» WORK ITEM
Take the lines below between the one holding "const ALPHABET: &[u8]" and the one holding "pub fn from_config(config: &TransportConfig)", inclusive, and copy them exactly. Add nothing.

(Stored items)
++++++++

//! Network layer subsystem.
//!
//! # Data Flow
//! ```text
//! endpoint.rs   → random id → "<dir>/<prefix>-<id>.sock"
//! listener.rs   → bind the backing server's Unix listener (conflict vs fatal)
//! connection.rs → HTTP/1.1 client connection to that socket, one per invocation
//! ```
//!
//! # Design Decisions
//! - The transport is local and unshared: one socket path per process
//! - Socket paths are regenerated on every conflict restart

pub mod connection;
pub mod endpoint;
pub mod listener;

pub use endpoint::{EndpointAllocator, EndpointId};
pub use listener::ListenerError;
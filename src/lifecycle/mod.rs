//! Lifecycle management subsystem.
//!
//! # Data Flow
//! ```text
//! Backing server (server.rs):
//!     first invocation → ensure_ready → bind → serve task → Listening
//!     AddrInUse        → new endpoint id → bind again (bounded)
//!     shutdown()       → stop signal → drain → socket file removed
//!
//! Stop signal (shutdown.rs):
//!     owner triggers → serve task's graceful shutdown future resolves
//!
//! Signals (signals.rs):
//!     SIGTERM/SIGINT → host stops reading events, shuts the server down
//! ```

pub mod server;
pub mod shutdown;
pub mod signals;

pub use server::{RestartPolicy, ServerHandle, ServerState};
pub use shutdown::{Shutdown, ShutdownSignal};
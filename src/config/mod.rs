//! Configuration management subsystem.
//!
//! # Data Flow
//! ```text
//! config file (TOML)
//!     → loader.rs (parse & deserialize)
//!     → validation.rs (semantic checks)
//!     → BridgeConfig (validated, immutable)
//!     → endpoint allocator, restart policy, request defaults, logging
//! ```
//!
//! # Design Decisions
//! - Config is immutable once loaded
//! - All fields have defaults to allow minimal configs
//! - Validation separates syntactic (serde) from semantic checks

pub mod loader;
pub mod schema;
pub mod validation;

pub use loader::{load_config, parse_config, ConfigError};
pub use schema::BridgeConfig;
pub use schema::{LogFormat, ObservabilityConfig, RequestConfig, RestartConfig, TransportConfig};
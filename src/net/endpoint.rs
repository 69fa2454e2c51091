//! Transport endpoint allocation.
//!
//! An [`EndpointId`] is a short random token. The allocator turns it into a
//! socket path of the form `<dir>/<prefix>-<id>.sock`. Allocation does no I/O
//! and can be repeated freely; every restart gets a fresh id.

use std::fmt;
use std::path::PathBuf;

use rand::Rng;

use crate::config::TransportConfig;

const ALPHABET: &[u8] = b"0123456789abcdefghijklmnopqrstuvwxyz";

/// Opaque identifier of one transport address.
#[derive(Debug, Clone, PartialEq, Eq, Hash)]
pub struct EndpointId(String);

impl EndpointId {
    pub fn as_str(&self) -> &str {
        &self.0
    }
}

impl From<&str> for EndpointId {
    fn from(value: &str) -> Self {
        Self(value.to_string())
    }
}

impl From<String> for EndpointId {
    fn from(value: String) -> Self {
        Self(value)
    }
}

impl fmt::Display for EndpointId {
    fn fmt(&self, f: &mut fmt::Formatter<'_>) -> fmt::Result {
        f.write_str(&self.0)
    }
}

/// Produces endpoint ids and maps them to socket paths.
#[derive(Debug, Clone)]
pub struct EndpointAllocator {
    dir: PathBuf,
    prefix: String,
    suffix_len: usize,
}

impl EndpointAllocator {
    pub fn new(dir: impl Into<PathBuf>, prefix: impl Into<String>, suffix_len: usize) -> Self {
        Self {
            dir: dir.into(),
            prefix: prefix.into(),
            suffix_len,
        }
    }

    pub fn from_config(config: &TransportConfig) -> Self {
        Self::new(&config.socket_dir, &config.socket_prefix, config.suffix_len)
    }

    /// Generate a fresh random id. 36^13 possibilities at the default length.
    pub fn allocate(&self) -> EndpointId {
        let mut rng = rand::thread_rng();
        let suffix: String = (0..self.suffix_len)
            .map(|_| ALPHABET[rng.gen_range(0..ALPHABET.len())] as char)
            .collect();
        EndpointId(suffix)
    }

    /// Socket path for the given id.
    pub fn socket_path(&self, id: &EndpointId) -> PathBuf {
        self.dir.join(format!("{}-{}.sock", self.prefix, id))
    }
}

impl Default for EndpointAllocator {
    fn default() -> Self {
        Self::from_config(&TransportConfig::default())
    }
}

++++++++

» WRITTEN SOLUTION
const ALPHABET: &[u8] = b"0123456789abcdefghijklmnopqrstuvwxyz";

/// Opaque identifier of one transport address.
#[derive(Debug, Clone, PartialEq, Eq, Hash)]
pub struct EndpointId(String);

impl EndpointId {
    pub fn as_str(&self) -> &str {
        &self.0
    }
}

impl From<&str> for EndpointId {
    fn from(value: &str) -> Self {
        Self(value.to_string())
    }
}

impl From<String> for EndpointId {
    fn from(value: String) -> Self {
        Self(value)
    }
}

impl fmt::Display for EndpointId {
    fn fmt(&self, f: &mut fmt::Formatter<'_>) -> fmt::Result {
        f.write_str(&self.0)
    }
}

/// Produces endpoint ids and maps them to socket paths.
#[derive(Debug, Clone)]
pub struct EndpointAllocator {
    dir: PathBuf,
    prefix: String,
    suffix_len: usize,
}

impl EndpointAllocator {
    pub fn new(dir: impl Into<PathBuf>, prefix: impl Into<String>, suffix_len: usize) -> Self {
        Self {
            dir: dir.into(),
            prefix: prefix.into(),
            suffix_len,
        }
    }

    pub fn from_config(config: &TransportConfig) -> Self {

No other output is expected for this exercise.